4. Trigger based approach is good for this, but You need to do this mannualy

That's exactly my point:
Since JDBC manages creation of OID and pg_largeobjects it's also JDBC
which is responsible for update/delete of rows in pg_largeobjects.
As the user expects, the only thing JDBC would have to do is to issue
lo_unlink() when rows are updated or deleted.
Thus, it's currently a bug in the JDBC driver. And whatever the
solution is, it needs to be mentioned in the JDBC docs.
Not quite, PostgreSQL doesn't have LOB, nor OID type that is only reference to LOB. In fact, BLOB behaviour in JDBC is just thin wrapper for this what is missing in PostgreSQL - BLOBs. It was build form available parts. In addition OID type may be used and it's used as the system id or may be used as just some kind of row id - all types, tables, sequences etc has OID. You may create table with "WITH OIDS" clause. You may use OID data type just as replacement for (unsigned) int, so JDBC can create LOB but it can't decide if given field in row is reference to LOB or e.g. table and what with statements "DELETE WHERE date > "?

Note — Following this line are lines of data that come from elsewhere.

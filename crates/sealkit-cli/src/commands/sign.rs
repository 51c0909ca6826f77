use std::path::Path;

use sealkit_core::PublicKey;

use crate::cli::{Cli, SignArgs, VerifyArgs};
use crate::commands::keys::load_private_key;
use crate::config::SealkitConfig;
use crate::helpers::read_input;

pub fn handle_sign(config: &SealkitConfig, args: &SignArgs) -> anyhow::Result<()> {
    let algo = config.digest(args.algo.as_deref())?;
    let key = load_private_key(Path::new(&args.private))?;
    let data = read_input(args.file.as_deref())?;
    println!("{}", key.sign_text(&data, algo)?);
    Ok(())
}

pub fn handle_verify(cli: &Cli, config: &SealkitConfig, args: &VerifyArgs) -> anyhow::Result<()> {
    let algo = config.digest(args.algo.as_deref())?;
    let key = PublicKey::import_from_file(&args.public)?;
    let data = read_input(args.file.as_deref())?;

    if key.verify_text(&data, &args.signature, algo)? {
        println!("valid");
        Ok(())
    } else {
        println!("invalid");
        if !cli.quiet {
            eprintln!("Signature does not match {} with {}", key, algo);
        }
        Err(anyhow::anyhow!("Signature verification failed"))
    }
}
use clap::{Args, Parser, Subcommand};
use clap_complete::Shell;

use sealkit_core::VERSION;

/// Sealkit - RSA keys, password envelopes and signed forms from the command line
#[derive(Parser)]
#[command(name = "sealkit")]
#[command(author, version = VERSION, about, long_about = None)]
#[command(propagate_version = true)]
pub struct Cli {
    /// Path to the config file
    #[arg(short, long, global = true, env = "SEALKIT_CONFIG")]
    pub config: Option<String>,

    #[command(subcommand)]
    pub command: Commands,

    /// Quiet mode (minimal output)
    #[arg(short, long, global = true)]
    pub quiet: bool,
}

/// Arguments for the `keygen` command
#[derive(Args)]
pub struct KeygenArgs {
    /// Directory that receives public.pem and private.pem
    #[arg(long, value_name = "DIR")]
    pub out_dir: String,

    /// Modulus size in bits (overrides config)
    #[arg(long)]
    pub bits: Option<usize>,

    /// Lock the private key with a password
    #[arg(long)]
    pub encrypt: bool,

    /// Private key cipher for --encrypt, e.g. scrypt-aes-256-cbc or
    /// pbkdf2-sha256-aes-256-cbc (overrides config)
    #[arg(long, requires = "encrypt")]
    pub key_cipher: Option<String>,

    /// Replace existing key files
    #[arg(long)]
    pub force: bool,
}

/// Arguments for the `encrypt` command
#[derive(Args)]
pub struct EncryptArgs {
    /// Input file (stdin when omitted)
    #[arg(value_name = "FILE")]
    pub file: Option<String>,

    /// Symmetric cipher, e.g. AES-256-CBC or AES-256-GCM (overrides config)
    #[arg(long)]
    pub cipher: Option<String>,

    /// Password hash used to derive the key (overrides config)
    #[arg(long)]
    pub hash: Option<String>,

    /// Write the ciphertext as raw bytes instead of base64
    #[arg(long)]
    pub raw: bool,

    /// Pad with zero bytes instead of PKCS#7 (CBC only)
    #[arg(long)]
    pub zero_padding: bool,
}

/// Arguments for the `sign` command
#[derive(Args)]
pub struct SignArgs {
    /// Private key file
    #[arg(long, value_name = "KEY")]
    pub private: String,

    /// Input file (stdin when omitted)
    #[arg(value_name = "FILE")]
    pub file: Option<String>,

    /// Signature digest (overrides config)
    #[arg(long)]
    pub algo: Option<String>,
}

/// Arguments for the `verify` command
#[derive(Args)]
pub struct VerifyArgs {
    /// Public key file
    #[arg(long, value_name = "KEY")]
    pub public: String,

    /// Base64 signature
    #[arg(long, value_name = "SIG")]
    pub signature: String,

    /// Input file (stdin when omitted)
    #[arg(value_name = "FILE")]
    pub file: Option<String>,

    /// Signature digest (overrides config)
    #[arg(long)]
    pub algo: Option<String>,
}

/// Arguments for the `hash` command
#[derive(Args)]
pub struct HashArgs {
    /// File to hash
    #[arg(value_name = "FILE")]
    pub file: String,

    /// Digest algorithm
    #[arg(long, conflicts_with = "check")]
    pub algo: Option<String>,

    /// Compare against a hex digest instead of printing one
    #[arg(long, value_name = "HEX")]
    pub check: Option<String>,
}

/// Arguments for the `form-sign` command
#[derive(Args)]
pub struct FormSignArgs {
    /// Credentials file (overrides config)
    #[arg(long, value_name = "PATH")]
    pub credentials: Option<String>,

    /// Form name
    #[arg(long)]
    pub name: String,

    /// Client address the form is served to
    #[arg(long)]
    pub ip: String,

    /// Attestation lifetime, e.g. "2h", "30m" (overrides config)
    #[arg(long)]
    pub ttl: Option<String>,

    /// Field group the attestation is nested under (overrides config)
    #[arg(long)]
    pub group: Option<String>,

    /// Print the signed form as HTML instead of field pairs
    #[arg(long, conflicts_with = "json")]
    pub html: bool,

    /// Print the hidden fields as JSON
    #[arg(long)]
    pub json: bool,
}

/// Arguments for the `form-verify` command
#[derive(Args)]
pub struct FormVerifyArgs {
    /// Credentials file (overrides config)
    #[arg(long, value_name = "PATH")]
    pub credentials: Option<String>,

    /// Submitted form fields as JSON, or @FILE to read them from a file
    #[arg(long, value_name = "JSON")]
    pub fields: String,

    /// Address the submission came from
    #[arg(long)]
    pub ip: String,

    /// Field group the attestation is nested under (overrides config)
    #[arg(long)]
    pub group: Option<String>,
}

#[derive(Subcommand)]
pub enum Commands {
    /// Generate an RSA key pair
    Keygen(KeygenArgs),

    /// Print the fingerprint of a key file
    Fingerprint {
        /// Public or private key file
        #[arg(value_name = "KEY")]
        key: String,
    },

    /// Encrypt data into a password envelope
    Encrypt(EncryptArgs),

    /// Decrypt a password envelope
    Decrypt {
        /// Input file (stdin when omitted)
        #[arg(value_name = "FILE")]
        file: Option<String>,
    },

    /// Sign data with a private key
    Sign(SignArgs),

    /// Verify a signature with a public key
    Verify(VerifyArgs),

    /// Print or check a file digest
    Hash(HashArgs),

    /// Sign a form and print its hidden inputs
    FormSign(FormSignArgs),

    /// Verify the attestation in submitted form fields
    FormVerify(FormVerifyArgs),

    /// Generate shell completions
    Completions {
        /// Shell type
        #[arg(value_enum)]
        shell: Shell,
    },
}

In fact JDBC driver is so "stupid" that if you will call getBytes or getBlob on any column with Oid it will ask for LOB.

Hibernate knows this and it does what is best - calls standard BLOB interface, and creates table with Oid column.

And here again round trip, in case of deletion only Hibernate may delete given LOB because only Hibernate and You knows that any value in Oid column will reflect LOB - JDBC driver doesn't "knows " this, but... oids may be shared because those are only numbers, not all tables may be covered by Hibernate, and assuming huge imagination, someone may encode OID by adding 1, may store it as long, etc. I know it's quite popular that DB schema comes from entities, but not always You have such flexibility and sometimes You create Entities for particular schema.

So, as You see only this trigger approach is currently (universally) the best way. If this is that module I think about it's just trigger which calls unlink on replace or deletion - in fact You may write own without any problems. Those are few lines only.

5. If you want to use bytea use
@Type(type="org.hibernate.type.PrimitiveByteArrayBlobType") (I think you
should remove @Lob too) on your field.

In fact, this annotation syntax usage looks like the Hibernate mapping
for PostgreSQL could be enhanced.
You have right, but Hibernate team will be in need to add auto deletion for bulk updates, too. PostgreSQL isn't still so popular it's worth of it (and they have no so much developers bug report may stand for months without any comment). Look how many peoples ask for Lobs. It means no one needs true LOB - true LOB large object stored outside table/row data space, to allow out of statements operation like streaming, partial updates etc. This is my definition of LOB, because this is idea of LOB. I think only DB2 stores LOBs in row, PostgreSQL do not make this but adverts this bytea ugly approach.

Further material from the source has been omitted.